(Recorded data)
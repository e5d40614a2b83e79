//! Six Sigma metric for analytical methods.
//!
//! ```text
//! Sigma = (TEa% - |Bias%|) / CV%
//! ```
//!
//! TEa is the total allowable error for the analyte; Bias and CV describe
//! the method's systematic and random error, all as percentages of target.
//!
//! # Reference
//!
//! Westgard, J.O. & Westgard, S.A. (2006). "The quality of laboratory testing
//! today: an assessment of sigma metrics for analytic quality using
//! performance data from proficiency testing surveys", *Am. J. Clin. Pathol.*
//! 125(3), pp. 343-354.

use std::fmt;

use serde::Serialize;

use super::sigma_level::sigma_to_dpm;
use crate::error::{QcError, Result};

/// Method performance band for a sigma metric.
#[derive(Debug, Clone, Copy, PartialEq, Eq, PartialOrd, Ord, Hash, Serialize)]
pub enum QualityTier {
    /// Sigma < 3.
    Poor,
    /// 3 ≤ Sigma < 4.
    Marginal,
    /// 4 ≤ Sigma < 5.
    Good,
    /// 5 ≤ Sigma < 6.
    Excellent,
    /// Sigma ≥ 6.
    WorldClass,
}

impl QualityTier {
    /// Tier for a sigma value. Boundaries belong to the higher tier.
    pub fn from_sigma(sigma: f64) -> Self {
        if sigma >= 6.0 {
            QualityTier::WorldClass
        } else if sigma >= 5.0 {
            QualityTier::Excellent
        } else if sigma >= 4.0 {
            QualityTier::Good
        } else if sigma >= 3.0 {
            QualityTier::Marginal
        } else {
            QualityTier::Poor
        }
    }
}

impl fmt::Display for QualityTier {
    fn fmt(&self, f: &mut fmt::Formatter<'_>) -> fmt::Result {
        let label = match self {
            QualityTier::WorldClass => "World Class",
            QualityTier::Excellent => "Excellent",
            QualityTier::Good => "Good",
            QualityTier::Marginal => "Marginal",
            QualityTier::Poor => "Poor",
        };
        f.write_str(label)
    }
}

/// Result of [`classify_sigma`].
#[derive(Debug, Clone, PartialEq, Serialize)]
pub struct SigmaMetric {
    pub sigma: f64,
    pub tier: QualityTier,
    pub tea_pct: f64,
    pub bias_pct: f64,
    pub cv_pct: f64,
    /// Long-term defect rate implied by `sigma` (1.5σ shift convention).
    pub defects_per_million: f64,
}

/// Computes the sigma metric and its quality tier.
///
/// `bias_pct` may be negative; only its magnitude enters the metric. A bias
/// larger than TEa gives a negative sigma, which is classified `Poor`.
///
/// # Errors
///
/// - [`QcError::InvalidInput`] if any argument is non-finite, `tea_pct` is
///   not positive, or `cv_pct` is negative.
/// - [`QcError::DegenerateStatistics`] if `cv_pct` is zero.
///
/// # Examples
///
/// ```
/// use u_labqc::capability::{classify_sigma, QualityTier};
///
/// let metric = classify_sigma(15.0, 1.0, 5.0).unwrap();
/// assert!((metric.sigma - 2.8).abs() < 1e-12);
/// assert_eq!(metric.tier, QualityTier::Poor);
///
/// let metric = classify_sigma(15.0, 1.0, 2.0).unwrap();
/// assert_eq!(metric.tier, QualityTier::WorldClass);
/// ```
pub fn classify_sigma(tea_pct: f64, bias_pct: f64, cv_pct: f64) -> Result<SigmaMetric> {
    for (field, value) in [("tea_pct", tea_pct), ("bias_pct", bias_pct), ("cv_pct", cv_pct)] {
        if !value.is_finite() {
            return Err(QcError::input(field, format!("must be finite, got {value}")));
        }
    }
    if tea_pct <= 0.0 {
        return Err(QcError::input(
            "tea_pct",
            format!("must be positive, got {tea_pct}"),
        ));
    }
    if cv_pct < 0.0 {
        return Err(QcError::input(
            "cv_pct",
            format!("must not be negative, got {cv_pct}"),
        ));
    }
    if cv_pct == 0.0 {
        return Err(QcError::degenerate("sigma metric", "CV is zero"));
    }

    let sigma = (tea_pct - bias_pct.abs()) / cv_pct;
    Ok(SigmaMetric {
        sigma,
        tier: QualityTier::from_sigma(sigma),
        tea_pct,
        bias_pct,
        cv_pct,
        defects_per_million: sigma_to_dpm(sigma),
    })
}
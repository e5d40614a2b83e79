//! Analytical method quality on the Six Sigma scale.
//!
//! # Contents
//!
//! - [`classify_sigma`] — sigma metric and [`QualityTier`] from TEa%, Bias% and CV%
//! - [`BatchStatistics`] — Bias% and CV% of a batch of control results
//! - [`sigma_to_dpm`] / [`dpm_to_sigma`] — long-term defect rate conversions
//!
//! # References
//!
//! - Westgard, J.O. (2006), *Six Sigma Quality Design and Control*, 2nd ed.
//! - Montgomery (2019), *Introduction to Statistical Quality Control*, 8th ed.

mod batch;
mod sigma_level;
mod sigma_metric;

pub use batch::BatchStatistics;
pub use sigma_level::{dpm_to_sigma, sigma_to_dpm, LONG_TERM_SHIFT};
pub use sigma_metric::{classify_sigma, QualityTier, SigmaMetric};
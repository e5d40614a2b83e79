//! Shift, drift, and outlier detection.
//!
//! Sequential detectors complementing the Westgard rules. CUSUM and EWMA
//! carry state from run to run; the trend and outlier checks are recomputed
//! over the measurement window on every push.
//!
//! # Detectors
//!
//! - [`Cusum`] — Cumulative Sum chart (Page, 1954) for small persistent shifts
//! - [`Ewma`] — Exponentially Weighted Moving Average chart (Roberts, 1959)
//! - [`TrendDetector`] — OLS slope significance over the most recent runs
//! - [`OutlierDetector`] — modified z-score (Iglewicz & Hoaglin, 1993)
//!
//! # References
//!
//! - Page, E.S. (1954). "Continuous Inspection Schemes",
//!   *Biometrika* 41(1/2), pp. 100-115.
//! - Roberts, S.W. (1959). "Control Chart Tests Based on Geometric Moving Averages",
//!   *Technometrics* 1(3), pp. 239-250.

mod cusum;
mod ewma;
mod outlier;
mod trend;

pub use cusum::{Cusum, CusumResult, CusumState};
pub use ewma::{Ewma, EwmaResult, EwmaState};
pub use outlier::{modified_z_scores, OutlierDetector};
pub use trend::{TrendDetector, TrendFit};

§ **TASK TO CARRY OUT**
Exactly the lines running from the top of the records to the line that contains "analytic quality using", inclusive, must be set down, and nothing more.

§ **ANSWER BOX**
repository e5d40614a2b83e79
//! Six Sigma metric for analytical methods.
//!
//! ```text
//! Sigma = (TEa% - |Bias%|) / CV%
//! ```
//!
//! TEa is the total allowable error for the analyte; Bias and CV describe
//! the method's systematic and random error, all as percentages of target.
//!
//! # Reference
//!
//! Westgard, J.O. & Westgard, S.A. (2006). "The quality of laboratory testing
//! today: an assessment of sigma metrics for analytic quality using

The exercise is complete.